Stored data:
<<<<
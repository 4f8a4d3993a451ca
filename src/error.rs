//! Centralized error type for the retempo umbrella crate.
//!
//! Wraps all subsystem errors so `?` propagates naturally across crate boundaries.

use retempo_core::ErrorKind;
use thiserror::Error;

#[derive(Error, Debug)]
pub enum Error {
    #[error(transparent)]
    Core(#[from] retempo_core::Error),

    #[error(transparent)]
    Export(#[from] retempo_export::ExportError),

    #[error(transparent)]
    Io(#[from] std::io::Error),

    /// A background job ended without producing a result.
    #[error("Background job failed: {0}")]
    Job(String),
}

impl Error {
    pub fn kind(&self) -> ErrorKind {
        match self {
            Error::Core(e) => e.kind(),
            Error::Export(e) => e.kind(),
            Error::Io(_) | Error::Job(_) => ErrorKind::IoFailure,
        }
    }
}

pub type Result<T> = std::result::Result<T, Error>;
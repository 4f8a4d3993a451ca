//! # retempo - streaming tempo and pitch processing
//!
//! Change the tempo of PCM audio without changing its pitch, change pitch
//! without changing tempo, or both, over inputs of any length in bounded
//! memory.
//!
//! ## Architecture
//!
//! retempo is an umbrella crate that coordinates:
//! - **retempo-core** - error taxonomy, parameter validation, PCM formats, sinks
//! - **retempo-stretch** - the push/pull [`Processor`] (overlap-add stretcher,
//!   rate transposer)
//! - **retempo-export** - WAV container writer, WAV input, output resampling
//!
//! On top of those it provides the [`StreamDriver`] (bytes in, bytes out),
//! [`ProcessBuilder`] (WAV file in, WAV file out) and [`JobHandle`] for
//! running a file job on a worker thread.
//!
//! ## Quick Start
//!
//! ```no_run
//! use retempo::prelude::*;
//!
//! // Raw 16-bit PCM with a 44-byte header to skip, into any sink.
//! let config = SessionConfig::new(16000, 1).tempo(1.2);
//! let options = DriverOptions::default().header_bytes(44);
//! let mut driver = StreamDriver::new(config, options)?;
//!
//! let input = std::fs::File::open("in.wav")?;
//! let mut sink = WriterSink::new(std::fs::File::create("out.pcm")?);
//! let report = driver.process_stream(input, &mut sink)?;
//!
//! // Wrap the raw output in a playable WAV file.
//! pcm_to_wav("out.pcm", "out.wav", 16000, ChannelLayout::Mono, 16)?;
//! println!("done in {:?}", report.elapsed);
//! # Ok::<(), retempo::Error>(())
//! ```
//!
//! ## Feature Flags
//!
//! - `default` - library plus the `retempo` command-line tool
//! - `cli` - the `retempo` binary (clap, tracing-subscriber)

/// Re-export of retempo-core for direct access
pub use retempo_core as core;
/// Re-export of retempo-export for direct access
pub use retempo_export as export;
/// Re-export of retempo-stretch for direct access
pub use retempo_stretch as stretch;

pub use retempo_core::{
    parse_percent_change, validate, version_string, ChannelLayout, ErrorKind, PcmFormat,
    PcmSink, SampleFormat, SessionConfig, WriterSink,
};
pub use retempo_export::{open_wav, pcm_to_wav, ResampleQuality, WavStreamWriter};
pub use retempo_stretch::{Processor, SessionState, StretchSettings};

mod cancel;
mod driver;
mod error;
mod file;
mod job;

pub use cancel::CancelToken;
pub use driver::{DriverOptions, StreamDriver, StreamProgress, StreamReport};
pub use error::{Error, Result};
pub use file::ProcessBuilder;
pub use job::{JobHandle, JobStatus};

/// Convenient imports for common usage.
pub mod prelude {
    pub use crate::{
        pcm_to_wav, CancelToken, ChannelLayout, DriverOptions, Error, JobHandle, JobStatus,
        PcmSink, ProcessBuilder, Processor, Result, SessionConfig, StreamDriver, StreamReport,
        WriterSink,
    };
}
//! Streaming driver tests: raw PCM through sinks, and the two-step
//! raw-then-wrap workflow.
//!
//! Run with:
//! ```bash
//! cargo test -p retempo --test driver_integration
//! ```

mod helpers;

use helpers::tolerances::LENGTH_TOLERANCE;
use approx::assert_relative_eq;
use helpers::*;
use proptest::prelude::*;
use retempo::prelude::*;
use retempo::{ErrorKind, StreamProgress};
use std::fs::File;
use std::io::{BufReader, BufWriter, Cursor};
use tempfile::TempDir;

fn mono_driver(tempo: f32) -> StreamDriver {
    let config = SessionConfig::new(TEST_SAMPLE_RATE, 1).tempo(tempo);
    StreamDriver::new(config, DriverOptions::default()).unwrap()
}

#[test]
fn test_raw_then_wrap_workflow() {
    let dir = TempDir::new().unwrap();
    let input = dir.path().join("in.wav");
    let raw = dir.path().join("out.pcm");
    let output = dir.path().join("out.wav");

    let samples = generate_program(40_000, TEST_SAMPLE_RATE);
    write_wav16(&input, TEST_SAMPLE_RATE, 1, &samples);

    // Skip the canonical header and stream raw PCM to a scratch file.
    let config = SessionConfig::new(TEST_SAMPLE_RATE, 1).tempo(1.2);
    let options = DriverOptions::default().header_bytes(44);
    let mut driver = StreamDriver::new(config, options).unwrap();

    let source = BufReader::new(File::open(&input).unwrap());
    let mut sink = WriterSink::new(BufWriter::new(File::create(&raw).unwrap()));
    let report = driver.process_stream(source, &mut sink).unwrap();
    sink.into_inner().unwrap();

    assert_eq!(driver.last_error(), "");
    assert_eq!(report.bytes_read, 80_000);
    assert_len_near(report.frames_out, 40_000.0 / 1.2, LENGTH_TOLERANCE);
    assert_eq!(file_len(&raw), report.bytes_written);

    let wrapped = pcm_to_wav(&raw, &output, TEST_SAMPLE_RATE, ChannelLayout::Mono, 16).unwrap();
    assert_eq!(wrapped, report.bytes_written);
    assert_eq!(file_len(&output), 44 + wrapped);

    let (spec, produced) = read_wav16(&output);
    assert_eq!(spec.sample_rate, TEST_SAMPLE_RATE);
    assert_eq!(produced, pcm16_samples(&std::fs::read(&raw).unwrap()));
}

#[test]
fn test_identity_in_memory_any_chunk_size() {
    let payload = pcm16_bytes(&to_stereo(&generate_noise(5_000, 3)));

    for chunk in [4, 7, 1001, 8192, 65_536] {
        let config = SessionConfig::new(22050, 2);
        let options = DriverOptions::default().chunk_size_bytes(chunk);
        let mut driver = StreamDriver::new(config, options).unwrap();

        let mut out = Vec::new();
        let mut sink = |bytes: &[u8]| -> std::io::Result<()> {
            out.extend_from_slice(bytes);
            Ok(())
        };
        let report = driver
            .process_stream(Cursor::new(&payload), &mut sink)
            .unwrap();
        assert_eq!(report.bytes_written, payload.len() as u64, "chunk {chunk}");
        assert_eq!(out, payload, "chunk {chunk}");
    }
}

#[test]
fn test_stereo_double_tempo() {
    let payload = pcm16_bytes(&to_stereo(&generate_program(30_000, 44100)));
    let config = SessionConfig::new(44100, 2).tempo(2.0);
    let mut driver = StreamDriver::new(config, DriverOptions::default()).unwrap();

    let mut sink = WriterSink::new(Vec::new());
    let report = driver
        .process_stream(Cursor::new(&payload), &mut sink)
        .unwrap();
    let out = sink.into_inner().unwrap();

    assert_eq!(out.len() % 4, 0);
    assert_eq!(out.len() as u64, report.bytes_written);
    assert_len_near(report.frames_out, 15_000.0, LENGTH_TOLERANCE);
}

#[test]
fn test_progress_is_monotonic() {
    let payload = pcm16_bytes(&generate_program(50_000, TEST_SAMPLE_RATE));
    let total = payload.len() as u64;
    let mut driver = mono_driver(0.8);

    let mut seen: Vec<StreamProgress> = Vec::new();
    let mut discard = |_: &[u8]| -> std::io::Result<()> { Ok(()) };
    driver
        .process_stream_with_progress(Cursor::new(&payload), &mut discard, Some(total), |p| {
            seen.push(p)
        })
        .unwrap();

    assert!(seen.len() > 1);
    for pair in seen.windows(2) {
        assert!(pair[1].bytes_read >= pair[0].bytes_read);
        assert!(pair[1].bytes_written >= pair[0].bytes_written);
    }
    let last = seen.last().unwrap();
    assert_eq!(last.bytes_read, total);
    assert_relative_eq!(last.fraction().unwrap(), 1.0);
    assert_relative_eq!(seen[0].fraction().unwrap(), 8192.0 / total as f32);
}

#[test]
fn test_failure_is_reported_then_cleared() {
    let mut driver = mono_driver(1.1);

    // Header longer than the whole input.
    let mut short = StreamDriver::new(
        SessionConfig::new(TEST_SAMPLE_RATE, 1),
        DriverOptions::default().header_bytes(44),
    )
    .unwrap();
    let mut discard = |_: &[u8]| -> std::io::Result<()> { Ok(()) };
    let err = short
        .process_stream(Cursor::new(vec![0u8; 20]), &mut discard)
        .unwrap_err();
    assert_eq!(err.kind(), ErrorKind::TruncatedInput);
    assert!(!short.last_error().is_empty());

    let mut failing = |_: &[u8]| -> std::io::Result<()> { Err(std::io::Error::other("disk full")) };
    let payload = pcm16_bytes(&generate_program(20_000, TEST_SAMPLE_RATE));
    let err = driver
        .process_stream(Cursor::new(&payload), &mut failing)
        .unwrap_err();
    assert_eq!(err.kind(), ErrorKind::IoFailure);
    assert!(driver.last_error().contains("disk full"), "{}", driver.last_error());

    driver
        .process_stream(Cursor::new(&payload), &mut discard)
        .unwrap();
    assert_eq!(driver.last_error(), "");
}

proptest! {
    #![proptest_config(ProptestConfig::with_cases(24))]

    #[test]
    fn identity_stream_matches_input(
        values in proptest::collection::vec(any::<i16>(), 0..4000),
        chunk in 1usize..3000,
    ) {
        let payload: Vec<u8> = values.iter().flat_map(|v| v.to_le_bytes()).collect();
        let config = SessionConfig::new(TEST_SAMPLE_RATE, 1);
        let options = DriverOptions::default().chunk_size_bytes(chunk);
        let mut driver = StreamDriver::new(config, options).unwrap();

        let mut sink = WriterSink::new(Vec::new());
        let report = driver.process_stream(Cursor::new(&payload), &mut sink).unwrap();
        prop_assert_eq!(report.frames_in, values.len() as u64);
        prop_assert_eq!(sink.into_inner().unwrap(), payload);
    }
}
//! Streaming WAV writer.
//!
//! The header is written first with zero sizes, payload bytes are appended
//! as they arrive, and [`WavStreamWriter::finalize`] seeks back to patch the
//! two size fields. A writer that is never finalized leaves the placeholder
//! in place, so an interrupted file is recognisable as incomplete.

use crate::error::{ExportError, Result};
use crate::format::header::{WavHeader, MAX_DATA_LEN, RIFF_SIZE_OFFSET};
use retempo_core::{PcmFormat, PcmSink};
use std::fs::File;
use std::io::{self, BufWriter, Seek, SeekFrom, Write};
use std::path::Path;

pub struct WavStreamWriter<W: Write + Seek> {
    inner: W,
    format: PcmFormat,
    data_len: u64,
    encode_buf: Vec<u8>,
}

impl WavStreamWriter<BufWriter<File>> {
    /// Create (or truncate) a WAV file at `path`.
    pub fn create(path: impl AsRef<Path>, format: PcmFormat) -> Result<Self> {
        let path = path.as_ref();
        let file = File::create(path).map_err(|e| ExportError::open(path, e))?;
        Self::new(BufWriter::new(file), format)
    }
}

impl<W: Write + Seek> WavStreamWriter<W> {
    /// Write the placeholder header to `inner`.
    pub fn new(mut inner: W, format: PcmFormat) -> Result<Self> {
        format.validate()?;
        inner.write_all(&WavHeader::placeholder(format).to_bytes())?;
        Ok(Self {
            inner,
            format,
            data_len: 0,
            encode_buf: Vec::new(),
        })
    }

    pub fn format(&self) -> &PcmFormat {
        &self.format
    }

    /// Payload bytes written so far.
    pub fn data_len(&self) -> u64 {
        self.data_len
    }

    /// Append raw PCM bytes.
    pub fn write_pcm(&mut self, pcm: &[u8]) -> Result<()> {
        let new_len = self.data_len + pcm.len() as u64;
        if new_len > MAX_DATA_LEN {
            return Err(ExportError::Truncated(format!(
                "payload of {new_len} bytes exceeds the 4 GiB WAV limit"
            )));
        }
        self.inner.write_all(pcm)?;
        self.data_len = new_len;
        Ok(())
    }

    /// Encode interleaved samples in the writer's sample format and append.
    pub fn write_samples(&mut self, samples: &[f32]) -> Result<()> {
        let mut buf = std::mem::take(&mut self.encode_buf);
        buf.clear();
        self.format.sample_format.encode(samples, &mut buf);
        let result = self.write_pcm(&buf);
        self.encode_buf = buf;
        result
    }

    /// Patch the size fields and return the inner writer.
    ///
    /// A failed seek back leaves the placeholder header in place and reports
    /// [`ExportError::Truncated`]. Both size fields are rewritten by a single
    /// write, so the header is never left half patched.
    pub fn finalize(mut self) -> Result<W> {
        self.inner.flush()?;
        let header = WavHeader::new(self.format, self.data_len as u32).to_bytes();

        self.seek_to(RIFF_SIZE_OFFSET)?;
        // Bytes 4..44: RIFF size through data size.
        self.inner
            .write_all(&header[RIFF_SIZE_OFFSET as usize..])?;
        self.inner
            .seek(SeekFrom::End(0))
            .map_err(|e| finalize_error(&e))?;
        self.inner.flush()?;

        tracing::debug!(data_len = self.data_len, "WAV header finalized");
        Ok(self.inner)
    }

    /// Give up without patching the header.
    pub fn into_unfinalized(mut self) -> io::Result<W> {
        self.inner.flush()?;
        Ok(self.inner)
    }

    fn seek_to(&mut self, offset: u64) -> Result<()> {
        self.inner
            .seek(SeekFrom::Start(offset))
            .map(|_| ())
            .map_err(|e| finalize_error(&e))
    }
}

fn finalize_error(err: &io::Error) -> ExportError {
    ExportError::Truncated(format!("cannot seek back to finalize WAV header: {err}"))
}

impl<W: Write + Seek> PcmSink for WavStreamWriter<W> {
    fn accept(&mut self, pcm: &[u8]) -> io::Result<()> {
        self.write_pcm(pcm).map_err(|e| match e {
            ExportError::Io(io) => io,
            other => io::Error::other(other),
        })
    }
}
>>>>
● **Task goal**:
Take the lines from the top of the data through the one that contains "PCM formats, sinks" and copy them exactly, leaving out every line after it.

● **Output below**:
repository 4f8a4d3993a451ca
filename src/error.rs
//! Centralized error type for the retempo umbrella crate.
//!
//! Wraps all subsystem errors so `?` propagates naturally across crate boundaries.

use retempo_core::ErrorKind;
use thiserror::Error;

#[derive(Error, Debug)]
pub enum Error {
    #[error(transparent)]
    Core(#[from] retempo_core::Error),

    #[error(transparent)]
    Export(#[from] retempo_export::ExportError),

    #[error(transparent)]
    Io(#[from] std::io::Error),

    /// A background job ended without producing a result.
    #[error("Background job failed: {0}")]
    Job(String),
}

impl Error {
    pub fn kind(&self) -> ErrorKind {
        match self {
            Error::Core(e) => e.kind(),
            Error::Export(e) => e.kind(),
            Error::Io(_) | Error::Job(_) => ErrorKind::IoFailure,
        }
    }
}

pub type Result<T> = std::result::Result<T, Error>;
repository 4f8a4d3993a451ca
//! # retempo - streaming tempo and pitch processing
//!
//! Change the tempo of PCM audio without changing its pitch, change pitch
//! without changing tempo, or both, over inputs of any length in bounded
//! memory.
//!
//! ## Architecture
//!
//! retempo is an umbrella crate that coordinates:
//! - **retempo-core** - error taxonomy, parameter validation, PCM formats, sinks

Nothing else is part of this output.